Answer by Bunny83 · Jan 07, 2014 at 12:01 AM
The best way is using a hardcoded list of relative path names like you suggested. However if you really have a lot of objects you might want to write an editor script to create this list "automatically" by using the System.IO
namespace like you did. You could write an AssetPostprocessor and use OnPostprocessAllAssets or a different callback to update your assetlist. You have to be careful since the postprocessor is called at every import. If that's a too heavy load at edit time you could so it half-automatic by adding a menu item to start the creation of your list.
Answer by Anxo · Jan 07, 2014 at 08:42 PM
Thank you Bunny83, your suggestion for an editor script pointed me in the right direction. I was not quite sure how the AssetPost stuff works but if anyone runs into this issue in the future, here is how I solved it.
This script allows me to manually adjust the list of objects to be viewed or when you click auto populate it will populate the list with all the objects in the folder as I had working in the editor yesterday but without having to look for the names at run time.
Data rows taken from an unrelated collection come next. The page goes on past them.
//! In-memory repository implementation.
//!
//! Backs unit tests and local development. All records live behind a single
//! `RwLock`, which also makes the timetable check-and-write atomic: the
//! conflict scan and the insert/update happen under the same write guard.

use std::collections::BTreeMap;

use async_trait::async_trait;
use chrono::Utc;
use parking_lot::RwLock;
use tracing::debug;

use crate::db::repository::{
    AssignmentWrite, AuditRepository, ErrorContext, FacultyRepository, FinanceRepository,
    FullRepository, PartnerRepository, RepositoryError, RepositoryResult, ScholarshipRepository,
    SchoolRepository, StudentRepository, TimetableRepository,
};
use crate::models::{
    ApplicationReview, Assignment, AssignmentId, AuditLog, AuditLogId, Faculty, FacultyId,
    FacultyPatch, NewAssignment, NewAuditLog, NewFaculty, NewPartnerApplication, NewReferral,
    NewSchool, NewScholarship, NewStudent, NewTransaction, Partner, PartnerId, Referral, ReferralId,
    Scholarship, ScholarshipId, ScholarshipStatus, School, SchoolId, SchoolPatch, Student,
    StudentId, Transaction, TransactionId, Weekday,
};
use crate::scheduling::{self, SlotRequest};

#[derive(Default)]
struct LocalState {
    next_id: i64,
    faculty: BTreeMap<FacultyId, Faculty>,
    schools: BTreeMap<SchoolId, School>,
    students: BTreeMap<StudentId, Student>,
    assignments: BTreeMap<AssignmentId, Assignment>,
    scholarships: BTreeMap<ScholarshipId, Scholarship>,
    partners: BTreeMap<PartnerId, Partner>,
    referrals: BTreeMap<ReferralId, Referral>,
    transactions: BTreeMap<TransactionId, Transaction>,
    audit_logs: BTreeMap<AuditLogId, AuditLog>,
}

impl LocalState {
    fn allocate_id(&mut self) -> i64 {
        self.next_id += 1;
        self.next_id
    }

    /// Check references and conflicts for `merged` and, if clear, store it under `id`.
    ///
    /// The faculty member and school are looked up under the same guard as the
    /// write, so a concurrent delete cannot leave the assignment dangling.
    fn write_assignment(
        &mut self,
        id: AssignmentId,
        merged: NewAssignment,
        exclude: Option<AssignmentId>,
        check_conflicts: bool,
    ) -> RepositoryResult<AssignmentWrite> {
        let slot = merged.validate().map_err(|e| {
            RepositoryError::validation_with_context(
                e.to_string(),
                ErrorContext::new("write_assignment")
                    .with_entity(AssignmentId::ENTITY)
                    .with_entity_id(id),
            )
        })?;
        if !self.faculty.contains_key(&merged.faculty_id) {
            return Ok(AssignmentWrite::UnknownReference {
                entity: FacultyId::ENTITY,
                id: merged.faculty_id.value(),
            });
        }
        if !self.schools.contains_key(&merged.school_id) {
            return Ok(AssignmentWrite::UnknownReference {
                entity: SchoolId::ENTITY,
                id: merged.school_id.value(),
            });
        }

        let request = SlotRequest::new(merged.faculty_id, slot);
        if check_conflicts {
            if let Err(conflict) = scheduling::check(&request, self.assignments.values(), exclude) {
                return Ok(AssignmentWrite::Rejected(conflict));
            }
        }

        let created_at = self
            .assignments
            .get(&id)
            .map(|a| a.created_at)
            .unwrap_or_else(Utc::now);
        let stored = Assignment::from_new(id, merged, created_at);
        self.assignments.insert(id, stored.clone());
        Ok(AssignmentWrite::Stored(stored))
    }
}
Its like an auto hardcode = )).
using UnityEngine;
using System.Collections;
using System;
using System.IO;
using System.Collections.Generic;
using UnityEditor;
[CustomEditor(typeof(CharacterChanger))]
public class RefreshCharacterList : Editor
{
public GameObject CVGO ;
public SerializedObject so ;
public void OnEnable ()
{
CVGO = GameObject.FindWithTag ("GameController");
so = new SerializedObject (CVGO.GetComponent (typeof(CharacterChanger)));
so.ApplyModifiedProperties ();
}
public override void OnInspectorGUI ()
{
if (GUILayout.Button ("Auto Populate List")) {
Populate ();
}
EditorGUILayout.Space ();
ArrayGUI (so, "characterNames");
so.ApplyModifiedProperties ();
}
public void Populate ()
{
List<string> players = new List<string> ();
string myPath = "Assets/Resources/";
DirectoryInfo dir = new DirectoryInfo (myPath);
FileInfo[] info = dir.GetFiles ("*.*");
foreach (FileInfo f in info) {
if (f.Extension == ".FBX" || f.Extension == ".prefab") {
string tempName = f.Name;
Debug.Log ("tempName = " + tempName);
string extension = f.Extension;
Debug.Log ("extention = " + extension);
string strippedName = tempName.Replace (extension, "");
Debug.Log (strippedName + " Is in the Directory");
players.Add (strippedName);
}
}
so.FindProperty ("characterNames").arraySize = players.Count;
for (int i = 0; i < players.Count; i++) {
so.FindProperty ("characterNames.Array.data[" + (i.ToString ()) + "]").stringValue = players [i];
}
so.ApplyModifiedProperties ();
}
void ArrayGUI (SerializedObject obj, string name)
{
int size = obj.FindProperty (name + ".Array.size").intValue;
int newSize = EditorGUILayout.IntField (name + " Size", size);
if (newSize != size)
obj.FindProperty (name + ".Array.size").intValue = newSize;
EditorGUI.indentLevel = 3;
for (int i = 0; i<newSize; i++) {
SerializedProperty prop = obj.FindProperty (string.Format ("{0}.Array.data[{1}]", name, i));
EditorGUILayout.PropertyField (prop);
}
}
}
hi @Anxo, thanks for this example code, but I couldn't get it to work (I'm hopeless with editor scripts).
Is the idea that you click on a large number of items in the Project panel? And it should do something?
I guess, CharacterChanger
is your own class right?
In my case I have a few hundred AudioClip
, in folders, in Project. I just want to, essentially, get for each of those AudioClip, the folder name of the folder containing that clip. Anyways.
Answer by CarlosBCV · Jan 29, 2017 at 12:04 AM
Hi, I've made a request for them to implement this.
PLEASE, VOTE IT. https://feedback.unity3d.com/suggestions/list-assets-in-resources-folder Thank you.
That link no longer exists.. did it ever get implemented?